# New to the Old?



## Mouse (Feb 20, 2011)

Hi all! I'm Mouse, I have a thing for old Cubs and making them pretty like new. I have 6 tractors and it drives my wife crazy...like koo-kooo crazy! Here is some eye candy for the rest of you sick demented tractor buffs. Enjoy!
Mouse


----------



## Hoodoo Valley (Nov 14, 2006)

Nice presentation and welcome to the forum!


----------



## Mouse (Feb 20, 2011)

I made a mistake....the CC 70 is not mine, sorry, allow me to post the right pic. Ok we have the CC 125, The "O", and the LTX 1046 VT, the CC 100, and the JD. The 2 "pit crew" members are my sons. Jared is the owner of the JD and Jimmy owns a 122 he is rebuilding. The pics of the rusty CC is a 70 I've turned into a 100, still not done.
Thanks,
Mouse


----------



## Hoodoo Valley (Nov 14, 2006)

What's the seat dwellers name?


----------



## Mouse (Feb 20, 2011)

tractor beam said:


> What's the seat dwellers name?


Mouse. Just plain Mouse. For the past 26 years not many people have known my real name. My wife is referred to as Mouse's wife or Mrs. Mouse 
Mouse


----------



## Hoodoo Valley (Nov 14, 2006)

:lmao::lmao::lmao::lmao: Never knew a typing dog with forum and tractor skills and a wife!!:lmao::lmao::lmao::lmao:


----------



## Thomas (Nov 1, 2006)

The showroom 70 would make anybody drool...nice job on all also nice to see the youngster get grease under finger nails.

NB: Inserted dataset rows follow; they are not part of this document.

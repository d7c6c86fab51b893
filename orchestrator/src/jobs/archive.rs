//! Engine source archive
//!
//! Packs the local engine directory into a gzip'd tarball the VM unpacks
//! with a stock `tar -xzf`.

use std::fs;
use std::path::{Path, PathBuf};

use flate2::write::GzEncoder;
use flate2::Compression;
use tar::Builder;
use walkdir::WalkDir;

use crate::errors::OrchestratorError;

/// Directories never shipped to the VM
pub const ALWAYS_EXCLUDED: &[&str] = &[".git", "node_modules", "target", "__pycache__"];

/// Build the archive on the blocking pool; returns its size in bytes
pub async fn build_archive(
    source_dir: &Path,
    archive_path: &Path,
    excludes: &[String],
) -> Result<u64, OrchestratorError> {
    let source_dir = source_dir.to_path_buf();
    let archive_path = archive_path.to_path_buf();
    let excludes = excludes.to_vec();

    tokio::task::spawn_blocking(move || create_tarball(&source_dir, &archive_path, &excludes))
        .await
        .map_err(|e| OrchestratorError::Internal(format!("archive task failed: {}", e)))?
}

fn is_excluded(rel: &Path, excludes: &[String]) -> bool {
    rel.components().any(|c| {
        let name = c.as_os_str().to_string_lossy();
        ALWAYS_EXCLUDED.contains(&name.as_ref()) || excludes.iter().any(|e| e == name.as_ref())
    })
}

pub fn create_tarball(
    source_dir: &Path,
    archive_path: &Path,
    excludes: &[String],
) -> Result<u64, OrchestratorError> {
    if !source_dir.is_dir() {
        return Err(OrchestratorError::LocalIo(format!(
            "engine source directory {} does not exist",
            source_dir.display()
        )));
    }
    if let Some(parent) = archive_path.parent() {
        fs::create_dir_all(parent).map_err(|e| {
            OrchestratorError::LocalIo(format!("cannot create {}: {}", parent.display(), e))
        })?;
    }

    let file = fs::File::create(archive_path).map_err(|e| {
        OrchestratorError::LocalIo(format!("cannot create {}: {}", archive_path.display(), e))
    })?;
    let mut builder = Builder::new(GzEncoder::new(file, Compression::default()));

    let mut entries: Vec<(PathBuf, bool)> = Vec::new();
    let walker = WalkDir::new(source_dir)
        .follow_links(false)
        .into_iter()
        .filter_entry(|entry| {
            entry
                .path()
                .strip_prefix(source_dir)
                .map(|rel| !is_excluded(rel, excludes))
                .unwrap_or(true)
        });
    for entry in walker {
        let entry = entry.map_err(|e| {
            OrchestratorError::LocalIo(format!("cannot walk {}: {}", source_dir.display(), e))
        })?;
        let rel = entry
            .path()
            .strip_prefix(source_dir)
            .map_err(|_| OrchestratorError::Internal("archive path outside source".to_string()))?;
        if rel.as_os_str().is_empty() || entry.file_type().is_symlink() {
            continue;
        }
        if entry.file_type().is_dir() || entry.file_type().is_file() {
            entries.push((rel.to_path_buf(), entry.file_type().is_dir()));
        }
    }
    entries.sort();

    for (rel, is_dir) in &entries {
        let src = source_dir.join(rel);
        let added = if *is_dir {
            builder.append_dir(rel, &src)
        } else {
            builder.append_path_with_name(&src, rel)
        };
        added.map_err(|e| {
            OrchestratorError::LocalIo(format!("cannot add {} to archive: {}", src.display(), e))
        })?;
    }

    let encoder = builder
        .into_inner()
        .map_err(|e| OrchestratorError::LocalIo(format!("cannot finalize archive: {}", e)))?;
    encoder
        .finish()
        .map_err(|e| OrchestratorError::LocalIo(format!("cannot finish archive: {}", e)))?;

    let size = fs::metadata(archive_path)?.len();
    Ok(size)
}
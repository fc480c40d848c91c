pub mod aggregate;

pub use aggregate::{Factura, ItemFactura, IVA_RATE};
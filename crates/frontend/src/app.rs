use crate::domain::factura::ui::FacturaPage;
use leptos::prelude::*;

#[component]
pub fn App() -> impl IntoView {
    view! {
        <FacturaPage />
    }
}
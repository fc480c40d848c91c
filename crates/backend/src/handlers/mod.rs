pub mod factura;
use axum::{
    routing::{get, post},
    Json, Router,
};
use serde_json::json;

use crate::handlers;

/// Configuración de todas las rutas HTTP de la aplicación
pub fn configure_routes() -> Router {
    Router::new()
        .route("/health", get(health))
        // ========================================
        // API CONSUMIDA POR LA UI
        // ========================================
        .route(
            "/api/factura/:numero_factura",
            get(handlers::factura::obtener),
        )
        .route(
            "/api/factura/descargar",
            post(handlers::factura::descargar),
        )
        // ========================================
        // API DEL GENERADOR
        // ========================================
        .route(
            "/facturas/v1/:numero_factura",
            get(handlers::factura::generar),
        )
}

/// GET /health
async fn health() -> Json<serde_json::Value> {
    Json(json!({ "status": "ok", "timestamp": chrono::Utc::now() }))
}
//! Vista previa de facturas
//!
//! Simplified MVVM pattern implementation:
//! - model.rs: API functions (fetch)
//! - view_model.rs: ViewModel with commands and state management
//! - view.rs: Leptos components (pure UI)

mod model;
mod view;
mod view_model;

pub use view::FacturaPage;
pub use view_model::{numero_valido, FacturaPreviewViewModel, PreviewState};
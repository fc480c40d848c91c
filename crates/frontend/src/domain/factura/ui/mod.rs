pub mod preview;

pub use preview::FacturaPage;
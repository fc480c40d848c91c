use contracts::domain::factura::Factura;
use gloo_net::http::Request;

/// Trae la factura del endpoint que consume la vista previa.
///
/// GET /api/factura/{numero}
pub async fn fetch_factura(numero: &str) -> Result<Factura, String> {
    let url = format!("/api/factura/{}", urlencoding::encode(numero));

    let response = Request::get(&url)
        .send()
        .await
        .map_err(|e| format!("Error de red: {}", e))?;

    // Cualquier estado no exitoso se reporta como factura inexistente,
    // sin intentar leer el cuerpo
    if !response.ok() {
        return Err("Factura no encontrada".to_string());
    }

    let factura: Factura = response
        .json()
        .await
        .map_err(|e| format!("Respuesta inválida: {}", e))?;

    Ok(factura)
}
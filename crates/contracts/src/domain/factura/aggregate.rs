use chrono::NaiveDate;
use serde::{Deserialize, Serialize};

/// IVA colombiano aplicado a todas las facturas.
pub const IVA_RATE: f64 = 0.19;

// ============================================================================
// Línea de factura
// ============================================================================
#[derive(Debug, Clone, PartialEq, Serialize, Deserialize)]
pub struct ItemFactura {
    pub descripcion: String,
    pub cantidad: u32,
    pub precio_unitario: f64,
    pub subtotal: f64,
}

// ============================================================================
// Factura
// ============================================================================
/// Wire schema shared by backend and frontend. Field names are the JSON
/// contract; the client renders `subtotal`/`iva`/`total` verbatim and never
/// recomputes them.
#[derive(Debug, Clone, PartialEq, Serialize, Deserialize)]
pub struct Factura {
    pub numero_factura: String,
    pub fecha_emision: NaiveDate,
    pub cliente_nombre: String,
    pub cliente_email: String,
    pub cliente_telefono: String,
    pub cliente_direccion: String,
    pub cliente_ciudad: String,
    pub items: Vec<ItemFactura>,
    pub subtotal: f64,
    pub iva: f64,
    pub total: f64,
}

impl Factura {
    pub fn validate(&self) -> Result<(), String> {
        if self.numero_factura.trim().is_empty() {
            return Err("El número de factura no puede estar vacío".into());
        }
        if self.items.is_empty() {
            return Err("La factura debe tener al menos un item".into());
        }
        Ok(())
    }
}
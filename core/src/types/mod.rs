//! Core type definitions for mammography manifests
//!
//! - [`Laterality`]: Breast laterality (Left, Right)
//! - [`ViewPosition`]: View positions (CC, MLO, etc.)
//! - [`ViewCode`]: Crosswalk view code with the implant-displaced modifier
//! - [`PhotometricInterpretation`]: How DICOM pixel values map to intensity

mod enums;
mod view;

pub use enums::{Laterality, PhotometricInterpretation, ViewPosition};
pub use view::ViewCode;
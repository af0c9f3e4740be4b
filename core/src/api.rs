use crate::config::{RuntimeSettings, TrainOptions};
use crate::error::{Result, TrainError};
use crate::generator::{BatchSource, FlowOptions, ImageBatch, ImageDataGenerator};
use crate::metadata::MetaManager;
use crate::model::{load_model, make_parallel, save_model, MammoResNet, ResNetBuilder};
use crate::split::stratified_split;
use crate::training::{
    fit, AucCheckpoint, Callback, EarlyStopping, FitOptions, ReduceLrOnPlateau,
    TrainingHistory, ValidationSet,
};
use burn::tensor::backend::AutodiffBackend;
use log::info;
use std::path::Path;

/// Training and validation inputs ready for [`fit`]
pub struct Datasets {
    pub train: Box<dyn BatchSource>,
    pub validation: ValidationSet,
    /// Validation samples; twice the exam count in multi-view mode
    pub val_size: usize,
}

fn pick<T: Clone>(items: &[T], indices: &[usize]) -> Vec<T> {
    indices.iter().map(|&i| items[i].clone()).collect()
}

/// Draws the whole validation set as one batch
///
/// Every view buffer must hold exactly `expected` samples.
pub fn preload_validation(flow: &mut dyn BatchSource, expected: usize) -> Result<ImageBatch> {
    let batch = flow.next_batch()?;
    for actual in batch.view_sizes() {
        if actual != expected {
            return Err(TrainError::ValidationSizeMismatch { expected, actual });
        }
    }
    info!("Loaded {} validation samples into memory", expected);
    Ok(batch)
}

/// Reads the manifests, splits them and builds the batch flows
pub fn prepare_datasets(
    img_folder: &Path,
    options: &TrainOptions,
    settings: &RuntimeSettings,
) -> Result<Datasets> {
    let meta = MetaManager::new(
        options.exam_tsv.as_deref(),
        &options.img_tsv,
        img_folder,
        options.img_extension,
    )?;
    let generator = ImageDataGenerator::new(
        true,
        true,
        options.normalization(),
        settings.nb_worker,
    )?;

    let train_flow = FlowOptions {
        target_size: options.img_size,
        target_scale: options.img_scale,
        batch_size: options.batch_size,
        balance_classes: options.balance_classes,
        all_neg_skip: options.all_neg_skip,
        shuffle: true,
        seed: settings.random_seed,
        validation_mode: false,
    };
    let val_flow = |batch_size: usize| FlowOptions {
        batch_size,
        balance_classes: 0.0,
        all_neg_skip: 0.0,
        shuffle: false,
        validation_mode: true,
        ..train_flow.clone()
    };

    let (train, mut val, val_size, val_units) = if options.multi_view {
        let exams = meta.get_flatten_exam_list();
        let labels = MetaManager::exam_labs(&exams);
        let (train_idx, val_idx) =
            stratified_split(&labels, options.val_size, settings.random_seed)?;
        let (exam_train, exam_val) = (pick(&exams, &train_idx), pick(&exams, &val_idx));
        info!(
            "Split {} exams into {} train and {} validation",
            exams.len(),
            exam_train.len(),
            exam_val.len()
        );

        let val_size = exam_val.len() * 2;
        let val_units = exam_val.len();
        let batch_size = if options.load_val_ram {
            val_units
        } else {
            options.batch_size
        };
        (
            Box::new(generator.flow_from_exam_list(exam_train, train_flow.clone())?)
                as Box<dyn BatchSource>,
            Box::new(generator.flow_from_exam_list(exam_val, val_flow(batch_size))?)
                as Box<dyn BatchSource>,
            val_size,
            val_units,
        )
    } else {
        let (paths, labels) = meta.get_flatten_img_list();
        let (train_idx, val_idx) =
            stratified_split(&labels, options.val_size, settings.random_seed)?;
        info!(
            "Split {} images into {} train and {} validation",
            paths.len(),
            train_idx.len(),
            val_idx.len()
        );

        let val_size = val_idx.len();
        let batch_size = if options.load_val_ram {
            val_size
        } else {
            options.batch_size
        };
        (
            Box::new(generator.flow_from_img_list(
                pick(&paths, &train_idx),
                pick(&labels, &train_idx),
                train_flow.clone(),
            )?) as Box<dyn BatchSource>,
            Box::new(generator.flow_from_img_list(
                pick(&paths, &val_idx),
                pick(&labels, &val_idx),
                val_flow(batch_size),
            )?) as Box<dyn BatchSource>,
            val_size,
            val_size,
        )
    };
    info!(
        "Validation holds {} samples from {} {}",
        val_size,
        val_units,
        if options.multi_view { "exams" } else { "images" }
    );

    let validation = if options.load_val_ram {
        ValidationSet::Preloaded(preload_validation(val.as_mut(), val_size)?)
    } else {
        ValidationSet::Flow(val)
    };

    Ok(Datasets {
        train,
        validation,
        val_size,
    })
}

/// Runs a complete training session
///
/// Splits the data, builds (or resumes) the network, trains it with the
/// learning rate, early stopping and AUROC checkpoint callbacks, and saves
/// the final model unless `final_model` is `None`.
///
/// # Arguments
///
/// * `img_folder` - Directory holding the images named in the crosswalk
/// * `options` - Hyperparameters and file locations
/// * `settings` - Seed, worker and device counts
/// * `device` - Backend device the network lives on
///
/// # Returns
///
/// The per-epoch history of the run
pub fn run<B: AutodiffBackend>(
    img_folder: &Path,
    options: &TrainOptions,
    settings: &RuntimeSettings,
    device: &B::Device,
) -> Result<TrainingHistory> {
    options.validate()?;
    settings.validate()?;

    let Datasets {
        mut train,
        mut validation,
        ..
    } = prepare_datasets(img_folder, options, settings)?;

    let builder = ResNetBuilder::from_options(options);
    let config = builder.config();
    let mut model = config.init::<B>(device);
    if let Some(path) = &options.resume_from {
        model = load_model(model, &config, path, device)?;
    }
    info!(
        "Built {} with {} view(s) and {} initial filters",
        builder.arch, builder.nb_views, builder.nb_init_filter
    );

    let mut callbacks: Vec<Box<dyn Callback<MammoResNet<B>>>> = vec![
        Box::new(ReduceLrOnPlateau::new(options.lr_patience)),
        Box::new(EarlyStopping::new(options.es_patience)),
        Box::new(AucCheckpoint::new(options.best_model.clone(), config.clone())),
    ];

    let (model, history) = fit::<B>(
        model,
        train.as_mut(),
        &mut validation,
        &mut callbacks,
        &FitOptions::from_options(options),
        make_parallel(settings.gpu_count),
        device,
    )?;

    if let Some(path) = &options.final_model {
        save_model(&model, &config, path)?;
        info!("Saved final model to {}", path.display());
    }
    Ok(history)
}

Wonder what would 70 model such as your worth today?


----------



## Mouse (Feb 20, 2011)

Oh that made me laugh, I forgot she was on there, the dog is Chloe. Pure breed Beagle, got her from the pound, my donation to the desire to own a dog. The boys just wanted a dog, any dog, I told them a Beagle is the only dog to own, I've just always loved Beagles. I did all the work in finding her, paid all the $$, did all the driving and as it turns out- she hates men!! Had her a year and she still won't warm up to me. She will do tricks for me- I'm known as the Meat Man. lol


----------



## dangeroustoys56 (Jul 26, 2010)

Nice set of cubs - i like the looks of the 'new' z turn tractor hoods. My parents neighbor has a 95 Cub - things a beast, but a serious maintence hog- but the payoff is a nice smooth cut .


I have a 'few' more in my collection of various machines- 29 of them - wife hounds me too that i have too many- but i like to tinker.


----------